Dysentery Plus Conjunctivitis: Shigella Infection Management
Treat empirically for shigellosis with antibiotics immediately—the combination of dysentery and conjunctivitis is highly suggestive of Shigella infection, and prompt antimicrobial therapy reduces severity, duration, and transmission while potentially preventing serious complications and death.
Clinical Recognition
The presentation of dysentery (bloody diarrhea) with conjunctivitis is a classic clinical syndrome strongly indicative of Shigella infection.
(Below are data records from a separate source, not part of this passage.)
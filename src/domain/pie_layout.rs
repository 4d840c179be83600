// Donut chart geometry resolved against a concrete surface size
use super::chart::{ChartOption, PieDatum};
use super::page::Viewport;

/// Pie slices start at twelve o'clock and run clockwise
pub const START_ANGLE: f64 = 90.0;

const LEGEND_ITEM_HEIGHT: f64 = 14.0;
const LEGEND_ITEM_GAP: f64 = 10.0;
const TITLE_LINE_HEIGHT: f64 = 1.2;

#[derive(Debug, Clone, PartialEq)]
pub struct Sector {
    pub name: String,
    pub value: i128,
    pub color: &'static str,
    pub tooltip: String,
    /// Math angles in degrees; `end_angle < start_angle` for clockwise sweeps
    pub start_angle: f64,
    pub end_angle: f64,
}

impl Sector {
    pub fn sweep(&self) -> f64 {
        self.start_angle - self.end_angle
    }
}

#[derive(Debug, Clone, PartialEq)]
pub struct TitleLayout {
    pub x: f64,
    pub y: f64,
    pub font_size: f64,
    pub line_height: f64,
    pub lines: Vec<String>,
}

#[derive(Debug, Clone, PartialEq)]
pub struct LegendItem {
    pub name: String,
    pub color: &'static str,
    pub y: f64,
}

#[derive(Debug, Clone, PartialEq)]
pub struct LegendLayout {
    pub x: f64,
    pub font_size: f64,
    pub icon_radius: f64,
    pub items: Vec<LegendItem>,
    pub page_count: usize,
}

#[derive(Debug, Clone, PartialEq)]
pub struct PieLayout {
    pub width: f64,
    pub height: f64,
    pub center: (f64, f64),
    pub inner_radius: f64,
    pub outer_radius: f64,
    pub sectors: Vec<Sector>,
    pub title: Option<TitleLayout>,
    pub legend: Option<LegendLayout>,
}

impl PieLayout {
    pub fn compute(option: &ChartOption, viewport: Viewport) -> Self {
        let width = viewport.width as f64;
        let height = viewport.height as f64;

        let mut layout = Self {
            width,
            height,
            center: (width / 2.0, height / 2.0),
            inner_radius: 0.0,
            outer_radius: 0.0,
            sectors: Vec::new(),
            title: None,
            legend: None,
        };

        if let Some(series) = option.series.first() {
            let box_width = series.width.of(width);
            let base_radius = box_width.min(height) / 2.0;
            layout.center = (box_width / 2.0, height / 2.0);
            layout.inner_radius = series.radius[0].of(base_radius);
            layout.outer_radius = series.radius[1].of(base_radius);

            let angles = slice_angles(&series.data, series.min_angle);
            let mut start = START_ANGLE;
            for (index, (datum, sweep)) in series.data.iter().zip(angles).enumerate() {
                layout.sectors.push(Sector {
                    name: datum.name.clone(),
                    value: datum.value,
                    color: option.color_for(index),
                    tooltip: option.tooltip.format(datum),
                    start_angle: start,
                    end_angle: start - sweep,
                });
                start -= sweep;
            }
        }

        if option.title.show {
            let font_size = option.title.text_style.font_size;
            layout.title = Some(TitleLayout {
                x: option.title.left.of(width),
                y: option.title.top.of(height),
                font_size,
                line_height: font_size * TITLE_LINE_HEIGHT,
                lines: option.title.text.lines().map(str::to_string).collect(),
            });
        }

        if option.legend.show {
            let names: Vec<&PieDatum> = option
                .series
                .iter()
                .flat_map(|series| series.data.iter())
                .collect();
            layout.legend = Some(legend_layout(option, &names, width, height));
        }

        layout
    }
}

/// Sweep of each slice in degrees, with small slices widened to `min_angle`
/// and the remaining circle shared proportionally among the rest.
pub fn slice_angles(data: &[PieDatum], min_angle: f64) -> Vec<f64> {
    if data.is_empty() {
        return Vec::new();
    }

    let values: Vec<f64> = data.iter().map(|d| d.value.max(0) as f64).collect();
    let sum: f64 = values.iter().sum();
    let even_share = 360.0 / values.len() as f64;

    let mut rest = 360.0;
    let mut unclamped_sum = 0.0;
    let mut clamped = vec![false; values.len()];
    let mut angles: Vec<f64> = values
        .iter()
        .enumerate()
        .map(|(i, value)| {
            let angle = if sum == 0.0 { even_share } else { value * 360.0 / sum };
            if angle < min_angle {
                clamped[i] = true;
                rest -= min_angle;
                min_angle
            } else {
                unclamped_sum += value;
                angle
            }
        })
        .collect();

    if rest < 360.0 {
        if rest <= 1e-3_f64.to_degrees() || unclamped_sum == 0.0 {
            angles.iter_mut().for_each(|angle| *angle = even_share);
        } else {
            let unit = rest / unclamped_sum;
            for (i, angle) in angles.iter_mut().enumerate() {
                if !clamped[i] {
                    *angle = values[i] * unit;
                }
            }
        }
    }

    angles
}

fn legend_layout(option: &ChartOption, data: &[&PieDatum], width: f64, height: f64) -> LegendLayout {
    let step = LEGEND_ITEM_HEIGHT + LEGEND_ITEM_GAP;
    let available = option.legend.height.of(height);
    let per_page = (((available + LEGEND_ITEM_GAP) / step).floor() as usize).max(1);
    let page_count = data.len().div_ceil(per_page).max(1);

    let shown = data.len().min(per_page);
    let block = shown as f64 * step - LEGEND_ITEM_GAP;
    let top = ((height - block) / 2.0).max(0.0);

    let items = data
        .iter()
        .take(shown)
        .enumerate()
        .map(|(i, datum)| LegendItem {
            name: datum.name.clone(),
            color: option.color_for(i),
            y: top + i as f64 * step + LEGEND_ITEM_HEIGHT / 2.0,
        })
        .collect();

    LegendLayout {
        x: option.legend.left.of(width),
        font_size: option.legend.text_style.font_size,
        icon_radius: LEGEND_ITEM_HEIGHT / 2.0,
        items,
        page_count,
    }
}

#[cfg(test)]
mod tests {
    use super::*;
    use crate::domain::run_summary::RunSummary;

    fn datum(value: i128) -> PieDatum {
        PieDatum {
            name: format!("v{value}"),
            value,
        }
    }

    #[test]
    fn test_proportional_angles() {
        let angles = slice_angles(&[datum(2), datum(1), datum(1)], 3.0);
        assert_eq!(angles, vec![180.0, 90.0, 90.0]);
    }

    #[test]
    fn test_min_angle_keeps_tiny_slices_visible() {
        let angles = slice_angles(&[datum(999), datum(1), datum(0)], 3.0);
        assert_eq!(angles[1], 3.0);
        assert_eq!(angles[2], 3.0);
        assert!((angles[0] - 354.0).abs() < 1e-9);
        assert!((angles.iter().sum::<f64>() - 360.0).abs() < 1e-9);
    }

    #[test]
    fn test_zero_sum_shares_evenly() {
        let angles = slice_angles(&[datum(0), datum(0), datum(0)], 3.0);
        assert_eq!(angles, vec![120.0, 120.0, 120.0]);
    }

    #[test]
    fn test_sectors_run_clockwise_from_top() {
        let option = ChartOption::pass_rate_pie(&RunSummary::new(4, 1, 1));
        let layout = PieLayout::compute(&option, Viewport::new(600, 300));

        assert_eq!(layout.sectors[0].start_angle, 90.0);
        assert_eq!(layout.sectors[0].end_angle, -90.0);
        assert_eq!(layout.sectors[2].end_angle, -270.0);
        assert_eq!(layout.sectors[1].tooltip, "FAILURE: 1");
    }

    #[test]
    fn test_ring_fits_series_box() {
        let option = ChartOption::pass_rate_pie(&RunSummary::new(4, 1, 1));
        let layout = PieLayout::compute(&option, Viewport::new(1000, 400));

        // series box is 650 wide, so height bounds the radius
        assert_eq!(layout.center, (325.0, 200.0));
        assert!((layout.outer_radius - 170.0).abs() < 1e-9);
        assert!((layout.inner_radius - 110.0).abs() < 1e-9);
    }

    #[test]
    fn test_title_and_legend_positions() {
        let option = ChartOption::pass_rate_pie(&RunSummary::new(10, 2, 1));
        let layout = PieLayout::compute(&option, Viewport::new(600, 300));

        let title = layout.title.unwrap();
        assert_eq!(title.lines, vec!["70.0%", "Pass Rate"]);
        assert_eq!((title.x, title.y), (192.0, 111.0));

        let legend = layout.legend.unwrap();
        assert_eq!(legend.x, 390.0);
        assert_eq!(legend.items.len(), 3);
        assert_eq!(legend.page_count, 1);
    }

    #[test]
    fn test_legend_pages_when_short() {
        let option = ChartOption::pass_rate_pie(&RunSummary::new(10, 2, 1));
        let layout = PieLayout::compute(&option, Viewport::new(600, 40));

        let legend = layout.legend.unwrap();
        assert_eq!(legend.items.len(), 1);
        assert_eq!(legend.page_count, 3);
    }
}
This combination should trigger immediate empiric treatment without waiting for laboratory confirmation, as Shigella is associated with significant mortality (pooled OR 2.8) while dysentery alone is not 1.
Diagnostic Approach
- Ideally obtain stool microscopy to distinguish Shigella from Entamoeba histolytica (look for trophozoites, not just white cells which are nonspecific) 2
- If microscopy unavailable or no definite trophozoites seen, treat empirically for shigellosis 2
- Important caveat: Amebic dysentery is frequently misdiagnosed—resistant shigellosis is still more likely than amebiasis even after treatment failure 2
First-Line Antibiotic Selection
The choice depends on local resistance patterns, but current evidence supports:
Preferred First-Line Options:
Azithromycin is increasingly recommended as first-line therapy 3, 4:
- Children: Standard pediatric dosing
- Adults: Standard adult dosing
- Particularly appropriate given rising fluoroquinolone resistance
Alternative First-Line (if local susceptibility known):
Ciprofloxacin (fluoroquinolone) 3
Traditional Options (Now Often Resistant):
These should only be used if local susceptibility is confirmed 2:
TMP-SMX (Trimethoprim-Sulfamethoxazole)
- Children: 10 mg/kg/day TMP + 50 mg/kg/day SMX in 2 divided doses × 5 days
- Adults: 160 mg TMP + 800 mg SMX twice daily × 5 days
Ampicillin
- Children: 100 mg/kg/day in 4 divided doses × 5 days
- Adults: 500 mg four times daily × 5 days
Second-Line Options (for resistant strains):
- Nalidixic acid: 55 mg/kg/day in 4 divided doses × 5 days 2
- Tetracycline: 50 mg/kg/day in 4 divided doses × 5 days 2
Treatment Algorithm
- Start empiric antibiotics immediately based on local resistance patterns
- Assess clinical response at 48 hours
- If improving: Complete 5-day course
- If no improvement: Switch to alternative antibiotic 2
- Reassess at 96 hours (4 days total)
- If still no improvement: Refer for stool microscopy to rule out amebiasis 2
- Note: Resistant shigellosis remains more likely than amebiasis at this stage
Critical Pitfalls to Avoid
- Do NOT use mass prophylaxis or treat family contacts routinely—WHO explicitly does not recommend this 2
- Do NOT rely on dysentery alone to identify all Shigella cases requiring treatment—sensitivity ranges from only 1.9-85.9% and is decreasing over time 1
- Do NOT use fluoroquinolones blindly—multiresistant strains are widespread, and resistance can develop rapidly in endemic settings 2, 6
- Do NOT treat for amebiasis unless microscopy shows definite trophozoites OR two different antibiotics for shigellosis have failed 2
Conjunctivitis Management
While the evidence focuses on systemic treatment, the conjunctivitis in Shigella infection typically resolves with appropriate systemic antibiotic therapy for the underlying infection. The conjunctivitis is part of the systemic Shigella syndrome and does not require separate topical treatment beyond supportive care.
Special Considerations
Antibiotic susceptibility testing should be performed periodically by regional reference laboratories given rapid resistance acquisition 2. The landscape of Shigella resistance is dynamic—what works in one region may fail in another, and patterns change over time 5, 6.
Fluoroquinolones (ciprofloxacin, ofloxacin) are highly effective but expensive and carry FDA warnings about serious adverse effects. They are not approved for children or pregnant/lactating women with shigellosis 2.